Culture as Infrastructure: Measuring What Matters
Published in Social Sciences, Sustainability, and Economics
Measuring what matters
Culture increasingly sits at the centre of economic diversification, innovation, and resilience. Yet public investment continues to be assessed largely through narrow indicators such as visitor numbers or short-term GDP effects. These metrics capture immediate outputs but overlook the broader economic, social, environmental, and institutional value that culture generates over time.
Our recent work in Humanities & Social Sciences Communications (Nature Portfolio) and the World Economic Forum argues that cultural institutions are not simply repositories of heritage or symbolic assets but forms of economic and social infrastructure. Like transport, education, or research systems, they require sustained investment while generating returns that accumulate across sectors, generations, and places.
This perspective reframes culture as a form of patient capital, producing long-term culture dividends through stronger human capabilities, innovation, social cohesion, environmental stewardship, and economic resilience. The policy challenge is therefore less about demonstrating that culture creates value than about developing measurement systems capable of recognising it.

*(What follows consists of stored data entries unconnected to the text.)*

use crate::error::ListError;
use chrono::{Local, NaiveDateTime};
use fs2::FileExt;
use serde::{Deserialize, Serialize};
use std::fmt;
use std::fs::{self, OpenOptions};
use std::io::Write as _;
use std::path::{Path, PathBuf};
use tracing::{debug, warn};

const TIME_FORMAT: &str = "%Y-%m-%d %H:%M:%S";

#[derive(Debug, Clone, Copy, PartialEq, Eq, Serialize, Deserialize)]
#[serde(rename_all = "UPPERCASE")]
pub enum AuditAction {
    Add,
    Update,
    Delete,
}

impl AuditAction {
    pub fn tag(&self) -> &'static str {
        match self {
            AuditAction::Add => "ADD",
            AuditAction::Update => "UPDATE",
            AuditAction::Delete => "DELETE",
        }
    }

    fn from_tag(tag: &str) -> Option<Self> {
        match tag {
            "ADD" => Some(AuditAction::Add),
            "UPDATE" => Some(AuditAction::Update),
            "DELETE" => Some(AuditAction::Delete),
            _ => None,
        }
    }
}

impl fmt::Display for AuditAction {
    fn fmt(&self, f: &mut fmt::Formatter<'_>) -> fmt::Result {
        f.write_str(self.tag())
    }
}

/// One ledger line.
#[derive(Debug, Clone, PartialEq, Eq, Serialize, Deserialize)]
pub struct AuditRecord {
    pub timestamp: NaiveDateTime,
    pub list: String,
    pub action: AuditAction,
    pub old_value: Option<String>,
    pub new_value: Option<String>,
}

impl AuditRecord {
    pub fn new(list: &str, action: AuditAction, old_value: Option<&str>, new_value: Option<&str>) -> Self {
        let keep = |v: Option<&str>| v.filter(|s| !s.is_empty()).map(str::to_string);
        Self {
            timestamp: Local::now().naive_local(),
            list: list.to_string(),
            action,
            old_value: keep(old_value),
            new_value: keep(new_value),
        }
    }

    /// `[ts] [list] [ACTION] [payload]` plus newline. The payload bracket is absent
    /// when there is no value at all.
    pub fn to_line(&self) -> String {
        let head = format!(
            "[{}] [{}] [{}]",
            self.timestamp.format(TIME_FORMAT),
            self.list,
            self.action
        );
        match (&self.old_value, &self.new_value) {
            (Some(old), Some(new)) => format!("{} [{} -> {}]\n", head, old, new),
            (Some(value), None) | (None, Some(value)) => format!("{} [{}]\n", head, value),
            (None, None) => format!("{}\n", head),
        }
    }

    /// Best-effort inverse of [`AuditRecord::to_line`]. An update payload is split at
    /// the first ` -> `.
    pub fn parse(line: &str) -> Option<Self> {
        let body = line.trim_end_matches(['\r', '\n']).strip_prefix('[')?.strip_suffix(']')?;
        let mut parts = body.splitn(4, "] [");
        let timestamp = NaiveDateTime::parse_from_str(parts.next()?, TIME_FORMAT).ok()?;
        let list = parts.next()?.to_string();
        let action = AuditAction::from_tag(parts.next()?)?;
        let payload = parts.next();

        let (old_value, new_value) = match (action, payload) {
            (_, None) => (None, None),
            (AuditAction::Update, Some(p)) => match p.split_once(" -> ") {
                Some((old, new)) => (Some(old.to_string()), Some(new.to_string())),
                None => (Some(p.to_string()), None),
            },
            (AuditAction::Add, Some(p)) => (None, Some(p.to_string())),
            (AuditAction::Delete, Some(p)) => (Some(p.to_string()), None),
        };

        Some(Self {
            timestamp,
            list,
            action,
            old_value,
            new_value,
        })
    }
}

/// Append-only ledger shared by every process using the storage root.
///
/// Each append holds an exclusive advisory lock on the ledger for the duration of
/// the write. Reads take no lock.
#[derive(Debug, Clone)]
pub struct AuditLog {
    path: PathBuf,
}

impl AuditLog {
    pub fn new(path: impl Into<PathBuf>) -> Self {
        Self { path: path.into() }
    }

    pub fn path(&self) -> &Path {
        &self.path
    }

    pub fn record(
        &self,
        list: &str,
        action: AuditAction,
        old_value: Option<&str>,
        new_value: Option<&str>,
    ) -> crate::Result<AuditRecord> {
        let record = AuditRecord::new(list, action, old_value, new_value);
        self.append(&record)?;
        Ok(record)
    }

    pub fn append(&self, record: &AuditRecord) -> crate::Result<()> {
        if let Some(parent) = self.path.parent() {
            fs::create_dir_all(parent)
                .map_err(|e| ListError::io(format!("create {}", parent.display()), e))?;
        }
        let mut file = OpenOptions::new()
            .create(true)
            .append(true)
            .open(&self.path)
            .map_err(|e| ListError::io(format!("open ledger {}", self.path.display()), e))?;

        FileExt::lock_exclusive(&file)
            .map_err(|e| ListError::io(format!("lock ledger {}", self.path.display()), e))?;
        let written = file.write_all(record.to_line().as_bytes());
        if let Err(e) = FileExt::unlock(&file) {
            warn!("Failed to release ledger lock on {}: {}", self.path.display(), e);
        }
        written.map_err(|e| ListError::io(format!("append ledger {}", self.path.display()), e))
    }

    /// Every parseable record, oldest first.
    pub fn records(&self) -> crate::Result<Vec<AuditRecord>> {
        let data = match fs::read_to_string(&self.path) {
            Ok(data) => data,
            Err(e) if e.kind() == std::io::ErrorKind::NotFound => return Ok(Vec::new()),
            Err(e) => return Err(ListError::io(format!("read ledger {}", self.path.display()), e)),
        };

        Ok(data
            .lines()
            .filter(|line| !line.is_empty())
            .filter_map(|line| {
                let parsed = AuditRecord::parse(line);
                if parsed.is_none() {
                    debug!("Skipping unreadable ledger line: {}", line);
                }
                parsed
            })
            .collect())
    }
}

#[cfg(test)]
mod tests {
    use super::*;
    use std::sync::Arc;
    use std::thread;
    use tempfile::TempDir;

    fn at(list: &str, action: AuditAction, old: Option<&str>, new: Option<&str>) -> AuditRecord {
        let mut record = AuditRecord::new(list, action, old, new);
        record.timestamp =
            NaiveDateTime::parse_from_str("2024-05-06 07:08:09", TIME_FORMAT).unwrap();
        record
    }

    #[test]
    fn test_line_format() {
        assert_eq!(
            at("a.txt", AuditAction::Add, None, Some("1.2.3.4")).to_line(),
            "[2024-05-06 07:08:09] [a.txt] [ADD] [1.2.3.4]\n"
        );
        assert_eq!(
            at("a.txt", AuditAction::Update, Some("1.2.3.4"), Some("5.6.7.8")).to_line(),
            "[2024-05-06 07:08:09] [a.txt] [UPDATE] [1.2.3.4 -> 5.6.7.8]\n"
        );
        assert_eq!(
            at("a.txt", AuditAction::Delete, Some("5.6.7.8"), None).to_line(),
            "[2024-05-06 07:08:09] [a.txt] [DELETE] [5.6.7.8]\n"
        );
        assert_eq!(
            at("a.txt", AuditAction::Delete, Some(""), None).to_line(),
            "[2024-05-06 07:08:09] [a.txt] [DELETE]\n"
        );
    }

    #[test]
    fn test_parse_reads_back_lines() {
        let update = at("feeds.txt", AuditAction::Update, Some("a.test"), Some("b.test"));
        assert_eq!(AuditRecord::parse(&update.to_line()).unwrap(), update);

        let bare = at("feeds.txt", AuditAction::Add, None, None);
        assert_eq!(AuditRecord::parse(&bare.to_line()).unwrap(), bare);

        assert!(AuditRecord::parse("garbage").is_none());
        assert!(AuditRecord::parse("[2024-05-06 07:08:09] [a.txt] [RENAME] [x]").is_none());
    }

    #[test]
    fn test_record_appends_in_order() {
        let tmp_dir = TempDir::new().unwrap();
        let log = AuditLog::new(tmp_dir.path().join("nested").join("change.log"));
        log.record("a.txt", AuditAction::Add, None, Some("one")).unwrap();
        log.record("a.txt", AuditAction::Delete, Some("one"), None).unwrap();

        let records = log.records().unwrap();
        assert_eq!(records.len(), 2);
        assert_eq!(records[0].action, AuditAction::Add);
        assert_eq!(records[1].old_value.as_deref(), Some("one"));
    }

    #[test]
    fn test_concurrent_appends_stay_whole() {
        let tmp_dir = TempDir::new().unwrap();
        let log = Arc::new(AuditLog::new(tmp_dir.path().join("change.log")));

        let writers: Vec<_> = (0..4)
            .map(|w| {
                let log = log.clone();
                thread::spawn(move || {
                    for i in 0..25 {
                        let value = format!("host-{}-{}.example", w, i);
                        log.record("a.txt", AuditAction::Add, None, Some(&value)).unwrap();
                    }
                })
            })
            .collect();
        for writer in writers {
            writer.join().unwrap();
        }

        let raw = fs::read_to_string(log.path()).unwrap();
        assert_eq!(raw.lines().count(), 100);
        assert_eq!(log.records().unwrap().len(), 100);
    }

    #[test]
    fn test_missing_ledger_reads_empty() {
        let tmp_dir = TempDir::new().unwrap();
        let log = AuditLog::new(tmp_dir.path().join("change.log"));
        assert!(log.records().unwrap().is_empty());
    }
}
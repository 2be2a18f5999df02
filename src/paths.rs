use crate::error::ListError;
use regex::Regex;
use std::path::{Path, PathBuf};

/// Turns untrusted list names into absolute paths confined to the storage root.
#[derive(Debug, Clone)]
pub struct PathValidator {
    root: PathBuf,
    suffix: String,
    allowed: Regex,
}

impl PathValidator {
    pub fn new(root: impl Into<PathBuf>, suffix: &str) -> crate::Result<Self> {
        let pattern = format!(r"^[a-zA-Z0-9_\-\.]+{}$", regex::escape(suffix));
        let allowed = Regex::new(&pattern)
            .map_err(|e| ListError::invalid_name(suffix, &format!("unusable list suffix: {}", e)))?;
        Ok(Self {
            root: root.into(),
            suffix: suffix.to_string(),
            allowed,
        })
    }

    pub fn root(&self) -> &Path {
        &self.root
    }

    pub fn suffix(&self) -> &str {
        &self.suffix
    }

    /// Character-level checks only; no file system access.
    pub fn check_name(&self, name: &str) -> crate::Result<()> {
        if !name.ends_with(&self.suffix) {
            return Err(ListError::invalid_name(
                name,
                &format!("only {} files are allowed", self.suffix),
            ));
        }
        if name.contains("..") || name.contains('/') || name.contains('\\') {
            return Err(ListError::invalid_name(name, "path segments are not allowed"));
        }
        if !self.allowed.is_match(name) {
            return Err(ListError::invalid_name(name, "invalid filename characters"));
        }
        Ok(())
    }

    /// Validates `name` and returns its path under the resolved storage root.
    ///
    /// The joined path is resolved (following symlinks where they exist) and must
    /// still sit inside the root, so a symlinked list pointing elsewhere is refused
    /// even though its name is well formed.
    pub fn validate(&self, name: &str) -> crate::Result<PathBuf> {
        self.check_name(name)?;

        let root = resolve(&self.root)
            .map_err(|e| ListError::io(format!("resolve {}", self.root.display()), e))?;
        let candidate = root.join(name);
        let resolved = resolve(&candidate)
            .map_err(|e| ListError::io(format!("resolve {}", candidate.display()), e))?;
        if !resolved.starts_with(&root) {
            return Err(ListError::invalid_name(name, "invalid file path"));
        }
        Ok(candidate)
    }
}

pub(crate) fn resolve(path: &Path) -> std::io::Result<PathBuf> {
    if let Ok(canonical) = path.canonicalize() {
        return Ok(canonical);
    }
    // The leaf may not exist yet; resolve what does.
    if let (Some(parent), Some(leaf)) = (path.parent(), path.file_name()) {
        if let Ok(parent) = parent.canonicalize() {
            return Ok(parent.join(leaf));
        }
    }
    std::path::absolute(path)
}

This challenge becomes even more important as governments adopt anticipatory and AI-enabled models of governance, where decisions increasingly depend on sophisticated data but still require human judgement about what societies value. Artificial intelligence can expand access to information, but it cannot determine which outcomes societies should value or prioritise.
Culture as infrastructure in practice
This broader understanding of culture is already shaping policy in several jurisdictions.
Abu Dhabi provides one example. Over the past decade, the emirate has positioned culture alongside sectors such as energy, finance, tourism, and technology within its long-term diversification strategy. Investments in museums, heritage, creative industries, public art, and Cultural-Tech initiatives have been accompanied by efforts to strengthen data systems and anticipatory governance, recognising that cultural infrastructure contributes to much more than visitor economies.
Similar patterns can be observed elsewhere. Barcelona's investment in cultural heritage has generated long-term benefits for employment, tourism, and urban regeneration. Singapore has integrated museums, heritage, creative industries, and cultural districts into its wider innovation and talent strategy.
Although each context differs, they illustrate a common principle: cultural infrastructure creates value when it is connected to broader economic and social systems rather than treated as an isolated policy domain.
Museums and heritage as long-term infrastructure
Museums represent one of the most visible components of cultural infrastructure. They support skilled employment, education, tourism, research, creative industries, and urban development while embedding economic activity locally. Like other forms of infrastructure, museums require significant upfront investment while generating public returns over decades.
Heritage ecosystems extend this logic beyond institutions to encompass landscapes, traditional knowledge, craftsmanship, and cultural practices. Evidence from Africa, Latin America and the Caribbean, and East and Southeast Asia demonstrates how these systems strengthen local livelihoods while contributing to climate adaptation, biodiversity conservation, and regenerative development. Because these benefits are diffuse, preventative, and often indirect, they remain poorly reflected in conventional economic statistics.
Why measurement matters
The central challenge is therefore one of measurement rather than value creation.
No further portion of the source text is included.